Many, if not most, booksellers are historians of a sort. Specialists in travel & exploration, science or first editions are obvious members of this class. Dealers concentrating on sports or even children’s literature also qualify: they research a box of apparent rubbish, only to find a pearl in that cardboard shell, a gem so precious that it demands hours of examination and study so that they can state with confidence that this diamond in the rough is just that—something glorious.

Such notions, however, invariably lead us (well, some of us) to recall the words of George Santayana: “Those who ignore history are bound to repeat it.” Or did it read “Those who forget the lessons of history are doomed to repeat it”? Perhaps he actually wrote “Those who cannot remember the past are condemned to repeat it.” I am fairly confident that it was the last quotation that reflects Santayana’s words. Toynbee probably used one of the aforementioned lines, and a thousand historians since turned to dust almost certainly expressed sentiments similar in tone to the words of Santayana. Which brings us to the American approach to history: forget it.

Many decades ago I had an interesting exchange with a young woman in Virginia and the discussion chanced upon the Civil War (or, in the minds of many, the War Between the States). I was astonished that while the lady in question had a couple of years of college under her belt, she could not tell me who won the war, nor even identify the century in which it took place. Ever the optimist, I did discern the glimmer of a silvery lining in that dark cloud: she was not likely to despise someone from Maine because his great grandfather had played a key role in defending Little Round Top at Gettysburg (you know…that big battle in Pennsylvania in 1863…the Gettysburg address,…Pickett’s Charge… I give up).

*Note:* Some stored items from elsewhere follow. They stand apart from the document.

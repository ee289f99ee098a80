//! In-memory search, filtering, sorting and pagination over the part mapping,
//! plus the aggregates shown on the summary page.

use std::collections::BTreeMap;

use crate::models::PartRecord;

pub mod query;
pub mod summary;

pub use query::{
    paginate, run, total_pages, CatalogPage, CatalogQuery, SortKey, SortOrder, SupplierFilter,
    DEFAULT_PAGE_SIZE,
};
pub use summary::{summarize, suppliers, CatalogSummary, SupplierBreakdown};

/// Part code to normalized record, iterated in code order
pub type PartMap = BTreeMap<String, PartRecord>;
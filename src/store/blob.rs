use std::time::Duration;

use async_trait::async_trait;
use bytes::Bytes;
use dashmap::DashMap;
use reqwest::{header::CONTENT_TYPE, Client, StatusCode};
use tracing::instrument;
use url::Url;

use super::{join_segments, Blob, StoreError};

/// Object storage for part and ticket images, addressed by object path
#[cfg_attr(test, mockall::automock)]
#[async_trait]
pub trait BlobStore: Send + Sync {
    async fn exists(&self, path: &str) -> Result<bool, StoreError>;

    async fn fetch(&self, path: &str) -> Result<Option<Blob>, StoreError>;

    async fn upload(&self, path: &str, blob: Blob) -> Result<(), StoreError>;

    /// Removes `path`; a missing object is not an error
    async fn delete(&self, path: &str) -> Result<(), StoreError>;

    /// Public download URL of `path`
    fn public_url(&self, path: &str) -> String;
}

#[derive(Debug, Default)]
pub struct InMemoryBlobStore {
    objects: DashMap<String, Blob>,
}

impl InMemoryBlobStore {
    pub fn new() -> Self {
        Self::default()
    }
}

#[async_trait]
impl BlobStore for InMemoryBlobStore {
    async fn exists(&self, path: &str) -> Result<bool, StoreError> {
        Ok(self.objects.contains_key(path))
    }

    async fn fetch(&self, path: &str) -> Result<Option<Blob>, StoreError> {
        Ok(self.objects.get(path).map(|entry| entry.value().clone()))
    }

    async fn upload(&self, path: &str, blob: Blob) -> Result<(), StoreError> {
        self.objects.insert(path.to_string(), blob);
        Ok(())
    }

    async fn delete(&self, path: &str) -> Result<(), StoreError> {
        self.objects.remove(path);
        Ok(())
    }

    fn public_url(&self, path: &str) -> String {
        format!("memory://{}", path)
    }
}

/// Firebase Storage bucket accessed through the JSON object API
#[derive(Debug, Clone)]
pub struct FirebaseBlobStore {
    client: Client,
    api_url: Url,
    bucket: String,
    auth_token: Option<String>,
}

impl FirebaseBlobStore {
    pub fn new(
        api_url: impl AsRef<str>,
        bucket: impl Into<String>,
        auth_token: Option<String>,
        timeout: Duration,
    ) -> Result<Self, StoreError> {
        let client = Client::builder().timeout(timeout).build()?;
        Ok(Self {
            client,
            api_url: Url::parse(api_url.as_ref())?,
            bucket: bucket.into(),
            auth_token,
        })
    }

    /// The whole object path is one segment, so `/` travels as `%2F`
    fn object_url(&self, path: &str) -> Result<Url, StoreError> {
        join_segments(&self.api_url, ["b", self.bucket.as_str(), "o", path])
    }

    fn status_error(status: StatusCode, path: &str) -> StoreError {
        StoreError::Status {
            status: status.as_u16(),
            path: path.to_string(),
        }
    }

    fn authorized(&self, request: reqwest::RequestBuilder) -> reqwest::RequestBuilder {
        match &self.auth_token {
            Some(token) => request.bearer_auth(token),
            None => request,
        }
    }
}

#[async_trait]
impl BlobStore for FirebaseBlobStore {
    #[instrument(skip(self))]
    async fn exists(&self, path: &str) -> Result<bool, StoreError> {
        let response = self
            .authorized(self.client.get(self.object_url(path)?))
            .send()
            .await?;
        match response.status() {
            StatusCode::NOT_FOUND => Ok(false),
            status if status.is_success() => Ok(true),
            status => Err(Self::status_error(status, path)),
        }
    }

    #[instrument(skip(self))]
    async fn fetch(&self, path: &str) -> Result<Option<Blob>, StoreError> {
        let response = self
            .authorized(self.client.get(self.object_url(path)?))
            .query(&[("alt", "media")])
            .send()
            .await?;
        match response.status() {
            StatusCode::NOT_FOUND => Ok(None),
            status if status.is_success() => {
                let content_type = response
                    .headers()
                    .get(CONTENT_TYPE)
                    .and_then(|v| v.to_str().ok())
                    .unwrap_or("application/octet-stream")
                    .to_string();
                let data: Bytes = response.bytes().await?;
                Ok(Some(Blob { content_type, data }))
            }
            status => Err(Self::status_error(status, path)),
        }
    }

    #[instrument(skip(self, blob), fields(size = blob.data.len()))]
    async fn upload(&self, path: &str, blob: Blob) -> Result<(), StoreError> {
        let url = join_segments(&self.api_url, ["b", self.bucket.as_str(), "o"])?;
        let response = self
            .authorized(self.client.post(url))
            .query(&[("uploadType", "media"), ("name", path)])
            .header(CONTENT_TYPE, blob.content_type)
            .body(blob.data)
            .send()
            .await?;
        if response.status().is_success() {
            Ok(())
        } else {
            Err(Self::status_error(response.status(), path))
        }
    }

    #[instrument(skip(self))]
    async fn delete(&self, path: &str) -> Result<(), StoreError> {
        let response = self
            .authorized(self.client.delete(self.object_url(path)?))
            .send()
            .await?;
        match response.status() {
            StatusCode::NOT_FOUND => Ok(()),
            status if status.is_success() => Ok(()),
            status => Err(Self::status_error(status, path)),
        }
    }

    fn public_url(&self, path: &str) -> String {
        match self.object_url(path) {
            Ok(mut url) => {
                url.set_query(Some("alt=media"));
                url.to_string()
            }
            Err(_) => format!("{}?alt=media", self.api_url),
        }
    }
}
use std::sync::Arc;

use crate::store::DocumentStore;

pub mod application_repository;
pub mod bom_repository;
pub mod part_repository;

pub use application_repository::ApplicationRepository;
pub use bom_repository::BomRepository;
pub use part_repository::PartRepository;

/// Common access to the document store backing a repository
pub trait Repository {
    fn store(&self) -> &dyn DocumentStore;
}

#[derive(Clone, Debug)]
pub struct BaseRepository {
    store: Arc<dyn DocumentStore>,
}

impl BaseRepository {
    pub fn new(store: Arc<dyn DocumentStore>) -> Self {
        Self { store }
    }
}

impl Repository for BaseRepository {
    fn store(&self) -> &dyn DocumentStore {
        self.store.as_ref()
    }
}
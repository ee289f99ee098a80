use std::collections::BTreeMap;

use rust_decimal::Decimal;
use serde::{Deserialize, Serialize};
use utoipa::ToSchema;

use super::{query::locale_cmp, PartMap};

pub const UNKNOWN_SUPPLIER: &str = "Unknown";

#[derive(Debug, Clone, Default, PartialEq, Serialize, Deserialize, ToSchema)]
pub struct SupplierBreakdown {
    pub supplier: String,
    pub part_count: usize,
    pub stock_units: u64,
    pub sales_amount: Decimal,
    pub purchase_amount: Decimal,
}

#[derive(Debug, Clone, Default, PartialEq, Serialize, Deserialize, ToSchema)]
pub struct CatalogSummary {
    pub part_count: usize,
    pub in_stock_count: usize,
    pub stock_units: u64,
    pub stock_value: Decimal,
    pub sales_quantity: Decimal,
    pub sales_amount: Decimal,
    pub purchase_quantity: Decimal,
    pub purchase_amount: Decimal,
    pub suppliers: Vec<SupplierBreakdown>,
}

/// Distinct non-empty supplier names for the filter dropdown
pub fn suppliers(parts: &PartMap) -> Vec<String> {
    let mut names: Vec<String> = parts
        .values()
        .filter_map(|part| part.supplier.clone())
        .collect();
    names.sort_by(|a, b| locale_cmp(a, b));
    names.dedup();
    names
}

pub fn summarize(parts: &PartMap) -> CatalogSummary {
    let mut summary = CatalogSummary::default();
    let mut by_supplier: BTreeMap<String, SupplierBreakdown> = BTreeMap::new();

    for part in parts.values() {
        let sales_amount = part.sales.amount.unwrap_or(Decimal::ZERO);
        let purchase_amount = part.purchases.amount.unwrap_or(Decimal::ZERO);

        summary.part_count += 1;
        if part.in_stock() {
            summary.in_stock_count += 1;
        }
        summary.stock_units = summary.stock_units.saturating_add(part.stock);
        summary.stock_value += part.stock_value();
        summary.sales_quantity += part.sales.quantity.unwrap_or(Decimal::ZERO);
        summary.sales_amount += sales_amount;
        summary.purchase_quantity += part.purchases.quantity.unwrap_or(Decimal::ZERO);
        summary.purchase_amount += purchase_amount;

        let supplier = part.supplier.as_deref().unwrap_or(UNKNOWN_SUPPLIER);
        let entry = by_supplier
            .entry(supplier.to_string())
            .or_insert_with(|| SupplierBreakdown {
                supplier: supplier.to_string(),
                ..Default::default()
            });
        entry.part_count += 1;
        entry.stock_units = entry.stock_units.saturating_add(part.stock);
        entry.sales_amount += sales_amount;
        entry.purchase_amount += purchase_amount;
    }

    let mut breakdown: Vec<SupplierBreakdown> = by_supplier.into_values().collect();
    breakdown.sort_by(|a, b| {
        b.sales_amount
            .cmp(&a.sales_amount)
            .then_with(|| locale_cmp(&a.supplier, &b.supplier))
    });
    summary.suppliers = breakdown;
    summary
}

In some ways, it may not have been the young woman’s fault: her history instructors and teaching materials may have been atrocious. I recently glanced at my 16 year old daughter’s massive European history textbook: it was ghastly. It included ‘facts’ by the thousands, interconnected with adjectives, adverbs and, of course, the appropriate verbs. Where are the good writers of history, such as A.J. P. Taylor (R.I.P.)? Now he could write history and make it stand up and sing.

It would be irrational and silly, on the basis of one individual, to conclude that Americans as a group lack knowledge of history. Over the years, however, I have encountered more than a few such people, enough so that I feel comfortable (and slightly depressed) suggesting that, as a nation, Americans generally regard history as a bore. A far more powerful example of that lack of interest hit me several years ago when I took my Irish brother-in-law to the Museum of American History (check the name) in Washington, D.C. The museum was, not surprisingly, captivating. What struck me most, however, was that the Civil War was left out: nary a word about the most defining period in the re-creation of the United States. I asked one of the staff about this curious oversight but only received a shrug. At that instant, I thought the Republic was doomed to founder on the reef of comfortable ignorance. I was, of course, quite wrong.

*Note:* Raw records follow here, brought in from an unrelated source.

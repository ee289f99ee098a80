//! Request identity and HTTP span configuration.

use std::cell::RefCell;
use std::fmt;
use std::future::Future;

use axum::http::Request;
use tower_http::{
    classify::{SharedClassifier, StatusInRangeAsFailures},
    trace::{
        DefaultOnBodyChunk, DefaultOnEos, DefaultOnFailure, DefaultOnRequest, DefaultOnResponse,
        MakeSpan, TraceLayer,
    },
};
use uuid::Uuid;

/// Request ID tracking information
#[derive(Clone, Debug, PartialEq, Eq)]
pub struct RequestId(pub String);

impl Default for RequestId {
    fn default() -> Self {
        RequestId(Uuid::new_v4().to_string())
    }
}

impl RequestId {
    pub fn new(value: impl Into<String>) -> Self {
        RequestId(value.into())
    }

    pub fn as_str(&self) -> &str {
        &self.0
    }
}

impl fmt::Display for RequestId {
    fn fmt(&self, f: &mut fmt::Formatter<'_>) -> fmt::Result {
        write!(f, "{}", self.0)
    }
}

tokio::task_local! {
    static CURRENT_REQUEST_ID: RefCell<Option<RequestId>>;
}

/// Runs `future` with `request_id` visible to [`current_request_id`]
pub async fn scope_request_id<Fut, R>(request_id: RequestId, future: Fut) -> R
where
    Fut: Future<Output = R>,
{
    CURRENT_REQUEST_ID
        .scope(RefCell::new(Some(request_id)), future)
        .await
}

pub fn current_request_id() -> Option<RequestId> {
    CURRENT_REQUEST_ID
        .try_with(|cell| cell.borrow().clone())
        .ok()
        .flatten()
}

#[derive(Clone, Default)]
pub struct RequestSpanMaker;

impl<B> MakeSpan<B> for RequestSpanMaker {
    fn make_span(&mut self, request: &Request<B>) -> tracing::Span {
        let request_id = request
            .extensions()
            .get::<RequestId>()
            .cloned()
            .or_else(|| {
                request
                    .headers()
                    .get("x-request-id")
                    .and_then(|v| v.to_str().ok())
                    .map(RequestId::new)
            })
            .unwrap_or_default();

        tracing::info_span!(
            "http.request",
            request_id = %request_id.as_str(),
            method = %request.method(),
            uri = %request.uri(),
        )
    }
}

/// Trace layer treating 5xx responses as failures
pub fn configure_http_tracing() -> TraceLayer<
    SharedClassifier<StatusInRangeAsFailures>,
    RequestSpanMaker,
    DefaultOnRequest,
    DefaultOnResponse,
    DefaultOnBodyChunk,
    DefaultOnEos,
    DefaultOnFailure,
> {
    let classifier = SharedClassifier::new(StatusInRangeAsFailures::new(500..=599));
    TraceLayer::new(classifier)
        .make_span_with(RequestSpanMaker)
        .on_request(DefaultOnRequest::default())
        .on_response(DefaultOnResponse::default())
        .on_body_chunk(DefaultOnBodyChunk::default())
        .on_eos(DefaultOnEos::default())
        .on_failure(DefaultOnFailure::default())
}
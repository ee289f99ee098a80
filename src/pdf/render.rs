use std::io::Cursor;

use printpdf::image_crate::DynamicImage;
use printpdf::{BuiltinFont, Image, ImageTransform, IndirectFontRef, Mm, PdfDocument};

use super::layout::{PageLayout, Placed, TextStyle, IMAGE_DPI, PAGE_HEIGHT_MM, PAGE_WIDTH_MM};
use crate::errors::ServiceError;

/// Font bytes embedded in place of the builtin Helvetica pair
#[derive(Debug, Clone, Copy)]
pub enum FontChoice<'a> {
    Builtin,
    Embedded(&'a [u8]),
}

fn pdf_error(err: printpdf::Error) -> ServiceError {
    ServiceError::PdfError(err.to_string())
}

/// Draws laid-out pages into a PDF byte stream. `image` is drawn wherever
/// the layout placed an image item.
pub fn render(
    title: &str,
    pages: &[PageLayout],
    fonts: FontChoice<'_>,
    image: Option<&DynamicImage>,
) -> Result<Vec<u8>, ServiceError> {
    let (doc, first_page, first_layer) =
        PdfDocument::new(title, Mm(PAGE_WIDTH_MM), Mm(PAGE_HEIGHT_MM), "Layer 1");

    let (regular, bold): (IndirectFontRef, IndirectFontRef) = match fonts {
        FontChoice::Builtin => (
            doc.add_builtin_font(BuiltinFont::Helvetica).map_err(pdf_error)?,
            doc.add_builtin_font(BuiltinFont::HelveticaBold)
                .map_err(pdf_error)?,
        ),
        FontChoice::Embedded(bytes) => {
            let font = doc
                .add_external_font(Cursor::new(bytes))
                .map_err(pdf_error)?;
            (font.clone(), font)
        }
    };

    for (index, page) in pages.iter().enumerate() {
        let layer = if index == 0 {
            doc.get_page(first_page).get_layer(first_layer)
        } else {
            let (page_ref, layer_ref) =
                doc.add_page(Mm(PAGE_WIDTH_MM), Mm(PAGE_HEIGHT_MM), "Layer 1");
            doc.get_page(page_ref).get_layer(layer_ref)
        };

        for item in &page.items {
            match item {
                Placed::Text {
                    x_mm,
                    baseline_mm,
                    text,
                    size_pt,
                    style,
                } => {
                    let font = match style {
                        TextStyle::Regular => &regular,
                        TextStyle::Bold => &bold,
                    };
                    layer.use_text(
                        text.as_str(),
                        *size_pt,
                        Mm(*x_mm),
                        Mm(PAGE_HEIGHT_MM - baseline_mm),
                        font,
                    );
                }
                Placed::Image {
                    x_mm,
                    top_mm,
                    height_mm,
                    scale,
                    ..
                } => {
                    if let Some(image) = image {
                        Image::from_dynamic_image(image).add_to_layer(
                            layer.clone(),
                            ImageTransform {
                                translate_x: Some(Mm(*x_mm)),
                                translate_y: Some(Mm(PAGE_HEIGHT_MM - top_mm - height_mm)),
                                scale_x: Some(*scale),
                                scale_y: Some(*scale),
                                dpi: Some(IMAGE_DPI),
                                ..Default::default()
                            },
                        );
                    }
                }
            }
        }
    }

    doc.save_to_bytes().map_err(pdf_error)
}
use axum::{http::StatusCode, response::IntoResponse, Json};
use serde::Serialize;
use tracing::warn;

use crate::{errors::ServiceError, ApiResponse, ApiResult};

/// Standard success response
pub fn success_response<T: Serialize>(data: T) -> Json<ApiResponse<T>> {
    Json(ApiResponse::success(data))
}

/// Standard created response
pub fn created_response<T: Serialize>(data: T) -> impl IntoResponse {
    (StatusCode::CREATED, Json(ApiResponse::success(data)))
}

/// Read whose store failure turns into an empty, unsuccessful payload.
/// Non-store errors propagate unchanged.
pub fn degrade_read<T: Serialize>(result: Result<T, ServiceError>, empty: T) -> ApiResult<T> {
    match result {
        Ok(data) => Ok(success_response(data)),
        Err(err) if err.is_remote() => {
            warn!(error = %err, "read degraded to empty result");
            Ok(Json(ApiResponse::degraded(Some(empty), err.response_message())))
        }
        Err(err) => Err(err),
    }
}

/// Single-record read: `None` is a 404, a store failure degrades to no data
pub fn degrade_lookup<T: Serialize>(
    result: Result<Option<T>, ServiceError>,
    not_found: impl FnOnce() -> String,
) -> ApiResult<T> {
    match result {
        Ok(Some(data)) => Ok(success_response(data)),
        Ok(None) => Err(ServiceError::NotFound(not_found())),
        Err(err) if err.is_remote() => {
            warn!(error = %err, "lookup degraded to empty result");
            Ok(Json(ApiResponse::degraded(None, err.response_message())))
        }
        Err(err) => Err(err),
    }
}

#[cfg(test)]
mod tests {
    use super::*;
    use crate::store::StoreError;
    use assert_matches::assert_matches;

    fn offline() -> ServiceError {
        ServiceError::RemoteStoreError(StoreError::Backend("offline".into()))
    }

    #[test]
    fn store_failure_degrades_to_empty_list() {
        let Json(body) = degrade_read(Err(offline()), Vec::<String>::new()).unwrap();
        assert!(!body.success);
        assert_eq!(body.data, Some(vec![]));
        assert!(body.message.is_some());
    }

    #[test]
    fn validation_errors_are_not_degraded() {
        let result = degrade_read(
            Err(ServiceError::ValidationError("bad".into())),
            Vec::<String>::new(),
        );
        assert_matches!(result, Err(ServiceError::ValidationError(_)));
    }

    #[test]
    fn absent_record_is_not_found() {
        let result = degrade_lookup(Ok(None::<String>), || "part X".into());
        assert_matches!(result, Err(ServiceError::NotFound(_)));

        let Json(body) = degrade_lookup(Err::<Option<String>, _>(offline()), || "x".into()).unwrap();
        assert!(!body.success);
        assert!(body.data.is_none());
    }
}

What I failed to grasp was that if American society as a whole represented an exquisite extreme of ahistoricality (if the word does not exist, it should), there was the other extreme: the passion of those who seek not only to re-write history but, more important, to re-right it. The first group tends to write books of dubious distinction and doubtful scholarship (here I think first of ‘authors’ who seek out elaborate coded messages in the Bible, all without the benefit of knowing Hebrew, Latin or Greek). They tend to be harmless. More disturbing, on the other hand, is the second group: those individuals, groups or even nations that are profoundly afflicted by history and who see it as unjust. These are the elements who now and again are determined to correct the past, often through violence. Here I offer a corollary to Santayana: those who are obsessed by their past will destroy their future.

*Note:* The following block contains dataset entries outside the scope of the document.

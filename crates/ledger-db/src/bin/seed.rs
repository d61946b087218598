//! # Seed Data Generator
//!
//! Populates the database with demo discounts for development.
//!
//! ## Usage
//! ```bash
//! # Seed store S1 in ./ledger_dev.db (defaults)
//! cargo run -p ledger-db --bin seed
//!
//! # Specify database path and store
//! cargo run -p ledger-db --bin seed -- --db ./ledger.db --store S1
//! ```
//!
//! ## Generated Discounts
//! One of each shape the ledger has to handle:
//! - expired, currently active, and not-yet-started windows
//! - percentage and fixed amount
//! - a minimum purchase, a usage limit, a category-only discount
//! - an inactive discount inside its window

use chrono::{Duration, Utc};
use ledger_core::{
    ApplicableTo, CallerContext, CreateDiscountInput, DiscountFilter, DiscountType, PageRequest,
    Role,
};
use ledger_db::{Database, DbConfig};
use std::env;

#[tokio::main]
async fn main() -> Result<(), Box<dyn std::error::Error>> {
    // Parse command line arguments
    let args: Vec<String> = env::args().collect();

    let mut db_path = String::from("./ledger_dev.db");
    let mut store_id = String::from("S1");

    let mut i = 1;
    while i < args.len() {
        match args[i].as_str() {
            "--db" | "-d" => {
                if i + 1 < args.len() {
                    db_path = args[i + 1].clone();
                    i += 1;
                }
            }
            "--store" | "-s" => {
                if i + 1 < args.len() {
                    store_id = args[i + 1].clone();
                    i += 1;
                }
            }
            "--help" | "-h" => {
                println!("Discount Ledger Seed Data Generator");
                println!();
                println!("Usage: seed [OPTIONS]");
                println!();
                println!("Options:");
                println!("  -d, --db <PATH>     Database file path (default: ./ledger_dev.db)");
                println!("  -s, --store <ID>    Store to seed (default: S1)");
                println!("  -h, --help          Show this help message");
                return Ok(());
            }
            _ => {}
        }
        i += 1;
    }

    println!("🌱 Discount Ledger Seed Data Generator");
    println!("======================================");
    println!("Database: {}", db_path);
    println!("Store:    {}", store_id);
    println!();

    let db = Database::new(DbConfig::new(&db_path)).await?;

    println!("✓ Connected to database");
    println!("✓ Migrations applied");

    let ledger = db.ledger();
    let caller = CallerContext::for_store(Role::Admin, store_id.clone());

    // Check existing discounts
    let existing = ledger
        .list(
            &DiscountFilter {
                page: PageRequest::new(Some(1), Some(1)),
                ..Default::default()
            },
            &caller,
        )
        .await?;
    if !existing.is_empty() {
        println!("⚠ Store {} already has discounts", store_id);
        println!("  Skipping seed to avoid duplicate codes.");
        return Ok(());
    }

    println!();
    println!("Generating discounts...");

    let mut generated = 0;
    for input in demo_discounts() {
        let code = input.code.clone();
        match ledger.create(input, &caller).await {
            Ok(discount) => {
                generated += 1;
                println!("  + {:<12} {}", discount.code, discount.name);
            }
            Err(e) => eprintln!("Failed to insert {}: {}", code, e),
        }
    }

    let active = ledger.list_active(&caller, PageRequest::default()).await?;

    println!();
    println!("✓ Generated {} discounts ({} active now)", generated, active.len());
    println!("✓ Seed complete!");

    Ok(())
}

/// Builds the demo set relative to the current time.
fn demo_discounts() -> Vec<CreateDiscountInput> {
    let now = Utc::now();

    let expired = CreateDiscountInput::new(
        "Spring Clearance",
        "SPRING15",
        DiscountType::Percentage,
        15.0,
        now - Duration::days(90),
        now - Duration::days(30),
    );

    let mut summer = CreateDiscountInput::new(
        "Summer Sale",
        "SUMMER10",
        DiscountType::Percentage,
        10.0,
        now - Duration::days(7),
        now + Duration::days(30),
    );
    summer.description = Some("10% off everything".to_string());

    let mut five_off = CreateDiscountInput::new(
        "Five Off Fifty",
        "FIVEOFF50",
        DiscountType::FixedAmount,
        500.0,
        now - Duration::days(1),
        now + Duration::days(60),
    );
    five_off.min_purchase_cents = Some(5_000);

    let mut vip = CreateDiscountInput::new(
        "VIP Launch",
        "VIP-LAUNCH",
        DiscountType::Percentage,
        25.0,
        now - Duration::days(1),
        now + Duration::days(14),
    );
    vip.usage_limit = Some(3);

    let mut drinks = CreateDiscountInput::new(
        "Drinks Week",
        "DRINKS20",
        DiscountType::Percentage,
        20.0,
        now - Duration::days(2),
        now + Duration::days(5),
    );
    drinks.applicable_to = ApplicableTo::SpecificCategories;
    drinks.categories = vec!["BEV".to_string()];

    let holiday = CreateDiscountInput::new(
        "Holiday Preview",
        "HOLIDAY25",
        DiscountType::Percentage,
        25.0,
        now + Duration::days(45),
        now + Duration::days(75),
    );

    let mut paused = CreateDiscountInput::new(
        "Staff Lunch",
        "STAFF_LUNCH",
        DiscountType::FixedAmount,
        300.0,
        now - Duration::days(10),
        now + Duration::days(10),
    );
    paused.is_active = Some(false);

    vec![expired, summer, five_off, vip, drinks, holiday, paused]
}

In the early 1970s, I worked for a year as a janitor/chief dish and bottle washer at a sorority in Seattle whilst attending graduate school. One day a new employee showed up. He was a handsome engineering student (with a slide rule attached to his belt…): I knew therefore that he was illiterate. When asked about my field of study, I explained my interest in the Ottoman Empire and the Balkans. He looked up and said “Oh, yeah, the battle of Kosovo in 1389.” I almost dropped my dish towel in astonishment. “How”, I asked politely, “did you know about that?” His answer was simple: “My dad is a Serb and he told me all about it.” Decades later, I served briefly in the Balkans and learned that he was typical of his kin. 1389 was a defining moment for many Serbs who seemed to relish focusing on that monumental defeat which snuffed out the kingdom of Serbia and left it under Ottoman control for centuries. It helps explain how or why many Serbs today are obsessed with keeping Kosovo under Serbian rule; it is the abiding symbol of a flawed past that cannot be forsaken or forgotten.

*

Other groups, however, use the past as a pretext for fomenting mayhem. It was probably in the 1970s (or the 1980s, I forget) that I heard a remarkable report by Alistair Cooke, who charmed millions of listeners at one time with his cogent weekly report to the United Kingdom called “Letter from America”. In this one broadcast, he expressed his horror at hearing an Armenian-American in California coaching his grandchild on the need to hate Turks. Underscoring all this was the growth of two radical Armenian groups—The Justice Commandos of the Armenian Genocide (JCAG) and The Armenian Secret Army for the Liberation of Armenia (ASALA). Both groups in the 1970s carried out dozens of assassinations of Turkish diplomats and their families in a twisted bid to somehow strike out at the grandchildren of the people who had slaughtered their ancestors in 1915.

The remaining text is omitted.